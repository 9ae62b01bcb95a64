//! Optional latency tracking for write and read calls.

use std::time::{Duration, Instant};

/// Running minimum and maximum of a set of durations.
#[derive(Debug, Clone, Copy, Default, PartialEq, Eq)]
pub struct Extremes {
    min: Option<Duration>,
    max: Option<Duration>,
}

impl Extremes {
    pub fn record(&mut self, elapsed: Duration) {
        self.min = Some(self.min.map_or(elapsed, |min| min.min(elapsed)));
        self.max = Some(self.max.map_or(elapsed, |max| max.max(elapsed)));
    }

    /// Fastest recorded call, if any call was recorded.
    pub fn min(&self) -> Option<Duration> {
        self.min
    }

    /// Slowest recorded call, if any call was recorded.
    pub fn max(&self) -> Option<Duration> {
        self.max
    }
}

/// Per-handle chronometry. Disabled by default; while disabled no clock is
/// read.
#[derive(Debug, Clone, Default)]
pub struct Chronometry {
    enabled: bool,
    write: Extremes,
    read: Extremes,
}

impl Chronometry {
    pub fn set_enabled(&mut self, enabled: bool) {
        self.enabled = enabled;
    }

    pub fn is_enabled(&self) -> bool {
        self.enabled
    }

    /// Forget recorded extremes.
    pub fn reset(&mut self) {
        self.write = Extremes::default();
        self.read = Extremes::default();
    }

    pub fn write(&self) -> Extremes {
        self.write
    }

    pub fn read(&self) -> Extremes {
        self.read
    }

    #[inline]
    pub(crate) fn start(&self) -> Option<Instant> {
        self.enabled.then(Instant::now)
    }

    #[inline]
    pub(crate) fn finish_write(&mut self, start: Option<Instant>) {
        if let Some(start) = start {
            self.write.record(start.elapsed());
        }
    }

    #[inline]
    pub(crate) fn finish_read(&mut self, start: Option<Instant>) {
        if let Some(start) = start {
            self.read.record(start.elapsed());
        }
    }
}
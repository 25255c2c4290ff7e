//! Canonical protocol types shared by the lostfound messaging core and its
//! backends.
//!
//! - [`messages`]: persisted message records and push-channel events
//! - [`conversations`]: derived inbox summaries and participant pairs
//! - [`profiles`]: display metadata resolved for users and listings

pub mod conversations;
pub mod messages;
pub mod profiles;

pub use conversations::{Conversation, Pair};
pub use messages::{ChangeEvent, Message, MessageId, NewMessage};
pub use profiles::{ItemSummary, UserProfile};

Task objective: Every entry is to be restated exactly, with no line dropped.

Answer to the problem:
repository 9ae62b01bcb95a64
//! Optional latency tracking for write and read calls.

use std::time::{Duration, Instant};

/// Running minimum and maximum of a set of durations.
#[derive(Debug, Clone, Copy, Default, PartialEq, Eq)]
pub struct Extremes {
    min: Option<Duration>,
    max: Option<Duration>,
}

impl Extremes {
    pub fn record(&mut self, elapsed: Duration) {
        self.min = Some(self.min.map_or(elapsed, |min| min.min(elapsed)));
        self.max = Some(self.max.map_or(elapsed, |max| max.max(elapsed)));
    }

    /// Fastest recorded call, if any call was recorded.
    pub fn min(&self) -> Option<Duration> {
        self.min
    }

    /// Slowest recorded call, if any call was recorded.
    pub fn max(&self) -> Option<Duration> {
        self.max
    }
}

/// Per-handle chronometry. Disabled by default; while disabled no clock is
/// read.
#[derive(Debug, Clone, Default)]
pub struct Chronometry {
    enabled: bool,
    write: Extremes,
    read: Extremes,
}

impl Chronometry {
    pub fn set_enabled(&mut self, enabled: bool) {
        self.enabled = enabled;
    }

    pub fn is_enabled(&self) -> bool {
        self.enabled
    }

    /// Forget recorded extremes.
    pub fn reset(&mut self) {
        self.write = Extremes::default();
        self.read = Extremes::default();
    }

    pub fn write(&self) -> Extremes {
        self.write
    }

    pub fn read(&self) -> Extremes {
        self.read
    }

    #[inline]
    pub(crate) fn start(&self) -> Option<Instant> {
        self.enabled.then(Instant::now)
    }

    #[inline]
    pub(crate) fn finish_write(&mut self, start: Option<Instant>) {
        if let Some(start) = start {
            self.write.record(start.elapsed());
        }
    }

    #[inline]
    pub(crate) fn finish_read(&mut self, start: Option<Instant>) {
        if let Some(start) = start {
            self.read.record(start.elapsed());
        }
    }
}
repository 25255c2c4290ff7e
//! Canonical protocol types shared by the lostfound messaging core and its
//! backends.
//!
//! - [`messages`]: persisted message records and push-channel events
//! - [`conversations`]: derived inbox summaries and participant pairs
//! - [`profiles`]: display metadata resolved for users and listings

pub mod conversations;
pub mod messages;
pub mod profiles;

pub use conversations::{Conversation, Pair};
pub use messages::{ChangeEvent, Message, MessageId, NewMessage};
pub use profiles::{ItemSummary, UserProfile};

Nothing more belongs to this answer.